Davis did his best when he was in uniform, but he simply rarely was. He suffered multiple, unrelated injuries that kept him off the court, and in all he played only 29 games in a Mavericks uniform. Ultimately, the front office washed their hands of it all and traded him at February's trade deadline.
The return, as previously noted, was slim pickings. Khris Middleton, Marvin Bagley and Tyus Jones were expiring contracts, while AJ Johnson was a flier on a draft bust. The "two first-round picks" were hardly enticing, with the 2026 pick belonging to the Oklahoma City Thunder, landing last at pick No. 30. The 2030 first-round pick will only convey if it falls from 21-30.
Dallas is moving on
That left a bitter taste in the mouths of Mavericks fans and employees alike, but it did offer a way forward. The Mavericks took the first step with the No. 9 pick, drafting Davis's replacement in Michigan big man Morez Johnson Jr.
At pick No. 25, they executed the second part of the plan.
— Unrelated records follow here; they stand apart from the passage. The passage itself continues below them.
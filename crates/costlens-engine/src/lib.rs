//! # costlens-engine
//!
//! Cost analytics over cloud billing records.
//!
//! This crate provides:
//! - [`FeatureBuilder`] - Time, rolling-window and normalization features per record
//! - [`CostAnomalyDetector`] - Isolation-forest anomaly scoring with severity and alerts
//! - [`CostForecaster`] - Trend plus seasonal decomposition of daily spend
//! - [`ResourceOptimizer`] - Budget, clustering, rightsizing and storage rules
//!
//! Trained detector and forecaster state lives in immutable snapshots behind an
//! `Arc`. Retraining swaps the snapshot, so a clone of it can be read from any
//! number of threads while a new one is built.
//!
//! ## Example
//!
//! ```no_run
//! use chrono::{TimeZone, Utc};
//! use costlens_engine::{CostAnomalyDetector, CostForecaster, CostRecord};
//!
//! fn main() -> costlens_engine::Result<()> {
//!     let records: Vec<CostRecord> = (0..60)
//!         .map(|day| {
//!             let ts = Utc.with_ymd_and_hms(2024, 1, 1, 0, 0, 0).unwrap()
//!                 + chrono::Duration::days(day);
//!             CostRecord::new(ts, "aws", "ec2", "i-0123456789abcdef0", 120.0 + day as f64)
//!         })
//!         .collect();
//!
//!     let mut detector = CostAnomalyDetector::default();
//!     detector.train(&records)?;
//!     let anomalies = detector.detect(&records)?;
//!     println!("{:?}", CostAnomalyDetector::summarize(&anomalies));
//!
//!     let mut forecaster = CostForecaster::default();
//!     forecaster.train(&records)?;
//!     for point in forecaster.predict(7)? {
//!         println!("{} ${:.2}", point.date, point.predicted_cost);
//!     }
//!
//!     Ok(())
//! }
//! ```

pub mod anomaly;
pub mod config;
pub mod error;
pub mod features;
pub mod forecast;
pub mod models;
pub mod optimizer;
pub mod stats;

// Re-export main types
pub use anomaly::{
    Alert, AlertThresholds, AnomalyConfig, AnomalyResult, AnomalySummary, CostAnomalyDetector,
    Severity, TrainedAnomalyModel,
};
pub use config::EngineConfig;
pub use error::{EngineError, Result};
pub use features::{FeatureBuilder, FeatureConfig, FeatureRow};
pub use forecast::{
    CostForecaster, ForecastConfig, ForecastPoint, TrainedForecastModel, TrendAnalysis,
    TrendDirection,
};
pub use models::{ComputeInstance, CostRecord, Provider, ResourceUtilization, StorageResource};
pub use optimizer::{
    BudgetCategory, BudgetOptimization, InstanceCatalog, OptimizationRecommendation,
    OptimizationReport, OptimizerConfig, RecommendationType, ResourceInventory, ResourceOptimizer,
    StoragePricing, UtilizationAnalysis,
};
//! Logging for CostLens analysis runs.
//!
//! Every run writes two streams:
//!
//! - `costlens.log` in the log directory (daily rolling), one flattened JSON
//!   object per event. Training milestones emitted through
//!   [`log_analysis_event!`](crate::log_analysis_event) land here under the
//!   [`ANALYSIS_TARGET`] target with their fields at the top level, so a run
//!   can be audited with `jq 'select(.target == "costlens::analysis")'`.
//! - Compact lines on stderr. Analysis milestones only appear there in
//!   verbose mode, keeping stdout and stderr usable for piping JSON reports.
//!
//! `RUST_LOG` replaces the default filter from [`default_filter`].
//!
//! ## Example
//!
//! ```no_run
//! use costlens_core::logging;
//!
//! let _guard = logging::init_logging(None, false).expect("logging init");
//!
//! tracing::info!(records = 120, "billing records loaded");
//! costlens_core::log_analysis_event!(component = "forecaster", days = 120);
//! ```

use std::path::{Path, PathBuf};

use tracing::Subscriber;
use tracing_appender::non_blocking::{NonBlocking, WorkerGuard};
use tracing_subscriber::{
    EnvFilter, Layer,
    filter::filter_fn,
    fmt,
    layer::SubscriberExt,
    registry::LookupSpan,
    util::SubscriberInitExt,
};

use crate::error::{CoreError, Result};

/// Target of the events emitted by [`log_analysis_event!`](crate::log_analysis_event).
pub const ANALYSIS_TARGET: &str = "costlens::analysis";

/// File name of the rolling JSON log.
pub const LOG_FILE_NAME: &str = "costlens.log";

/// Keeps the background log writer alive.
///
/// Dropping it flushes buffered file output, so hold it until `main` returns.
pub struct LogGuard {
    _file_guard: WorkerGuard,
}

/// Initialize logging for an analysis run.
///
/// * `log_dir` - directory for `costlens.log`, created if missing. Defaults to `~/.costlens/logs/`
/// * `verbose` - DEBUG instead of INFO, and analysis milestones on stderr
pub fn init_logging(log_dir: Option<PathBuf>, verbose: bool) -> Result<LogGuard> {
    let log_dir = prepare_log_dir(log_dir)?;

    let appender = tracing_appender::rolling::daily(&log_dir, LOG_FILE_NAME);
    let (writer, file_guard) = tracing_appender::non_blocking(appender);

    let env_filter =
        EnvFilter::try_from_default_env().unwrap_or_else(|_| EnvFilter::new(default_filter(verbose)));

    tracing_subscriber::registry()
        .with(env_filter)
        .with(json_file_layer(writer))
        .with(console_layer(verbose))
        .init();

    tracing::debug!(log_dir = %log_dir.display(), verbose, "logging initialized");

    Ok(LogGuard {
        _file_guard: file_guard,
    })
}

/// Filter used when `RUST_LOG` is unset.
///
/// Analysis milestones stay at INFO even in verbose mode.
pub fn default_filter(verbose: bool) -> String {
    let level = if verbose { "debug" } else { "info" };
    format!("costlens={level},costlens_core={level},costlens_engine={level},{ANALYSIS_TARGET}=info")
}

/// Resolve the log directory and make sure it exists.
pub fn prepare_log_dir(log_dir: Option<PathBuf>) -> Result<PathBuf> {
    let log_dir = match log_dir {
        Some(dir) => dir,
        None => default_log_dir()?,
    };

    std::fs::create_dir_all(&log_dir).map_err(|source| CoreError::DirectoryCreation {
        path: log_dir.clone(),
        source,
    })?;

    Ok(log_dir)
}

fn json_file_layer<S>(writer: NonBlocking) -> Box<dyn Layer<S> + Send + Sync>
where
    S: Subscriber + for<'a> LookupSpan<'a>,
{
    fmt::layer()
        .with_writer(writer)
        .with_ansi(false)
        .with_target(true)
        .with_thread_names(true)
        .json()
        .flatten_event(true)
        .with_current_span(false)
        .with_span_list(false)
        .boxed()
}

fn console_layer<S>(verbose: bool) -> Box<dyn Layer<S> + Send + Sync>
where
    S: Subscriber + for<'a> LookupSpan<'a>,
{
    fmt::layer()
        .with_writer(std::io::stderr)
        .with_target(verbose)
        .with_file(verbose)
        .with_line_number(verbose)
        .compact()
        .with_filter(filter_fn(move |meta| verbose || meta.target() != ANALYSIS_TARGET))
        .boxed()
}

/// Initialize minimal console-only logging for tests.
pub fn init_test_logging() {
    let _ = tracing_subscriber::fmt()
        .with_env_filter(EnvFilter::new("debug"))
        .with_test_writer()
        .try_init();
}

/// Default log directory, `~/.costlens/logs/`.
pub fn default_log_dir() -> Result<PathBuf> {
    let home = std::env::var_os("HOME").ok_or_else(|| CoreError::internal("HOME environment variable not set"))?;
    Ok(log_dir_under(home))
}

/// Log directory for a given home directory.
pub fn log_dir_under(home: impl AsRef<Path>) -> PathBuf {
    home.as_ref().join(".costlens").join("logs")
}

/// Record an analysis milestone, such as a finished training run.
///
/// Fields are passed through to [`tracing::info!`] under [`ANALYSIS_TARGET`].
///
/// # Example
///
/// ```ignore
/// log_analysis_event!(component = "forecaster", days = 120, accuracy = 0.91);
/// ```
#[macro_export]
macro_rules! log_analysis_event {
    ($($field:tt)*) => {
        tracing::info!(
            target: $crate::logging::ANALYSIS_TARGET,
            $($field)*,
            "analysis event"
        )
    };
}

#[cfg(test)]
mod tests {
    use super::*;
    use tempfile::tempdir;

    #[test]
    fn test_log_dir_under_home() {
        assert_eq!(
            log_dir_under("/home/finops"),
            PathBuf::from("/home/finops/.costlens/logs")
        );
    }

    #[test]
    fn test_default_filter() {
        assert_eq!(
            default_filter(false),
            "costlens=info,costlens_core=info,costlens_engine=info,costlens::analysis=info"
        );
        let verbose = default_filter(true);
        assert!(verbose.starts_with("costlens=debug,"));
        assert!(verbose.ends_with("costlens::analysis=info"));
        assert!(EnvFilter::try_new(verbose).is_ok());
    }

    #[test]
    fn test_prepare_log_dir_creates_nested() {
        let root = tempdir().unwrap();
        let nested = root.path().join("runs").join("2024-03");

        let dir = prepare_log_dir(Some(nested.clone())).unwrap();
        assert_eq!(dir, nested);
        assert!(nested.is_dir());
    }

    #[test]
    fn test_prepare_log_dir_blocked_by_file() {
        let root = tempdir().unwrap();
        let file = root.path().join("not-a-dir");
        std::fs::write(&file, b"x").unwrap();

        let err = prepare_log_dir(Some(file.join("logs"))).unwrap_err();
        assert!(matches!(err, CoreError::DirectoryCreation { .. }));
        assert!(err.guidance().is_some());
    }

    #[test]
    fn test_init_test_logging() {
        init_test_logging();
        log_analysis_event!(component = "test", rows = 3);
    }
}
They used two second-round picks to trade up from 30 and take Spanish guard Sergio do Larrea.
The young point guard is currently playing a key role for Valencia in the Spanish league, with his team up 2-1 in the Liga ACB finals -- a competition that Doncic starred in as well during his time in Spain.
In addition to his crisp passing vision, de Larrea has a confident 3-point shot and under-control handle. His combination of positional size, ball-handling and passing, and confident shooting should absolutely remind Mavericks fans of Luka Doncic.
He doesn't have the same teleportation skills as Doncic does passing the ball, and he doesn't quite have his size, but the similarities are obvious. The Mavericks have a shot not at replacing Doncic as an MVP candidate, but perhaps as a spiritual successor to his offensive role next to Cooper Flagg.
The Luka Doncic trade still hurts. The Anthony Davis trade was disappointing at the time. But the Mavericks are taking lemons and making lemonade, and the results could be truly delicious.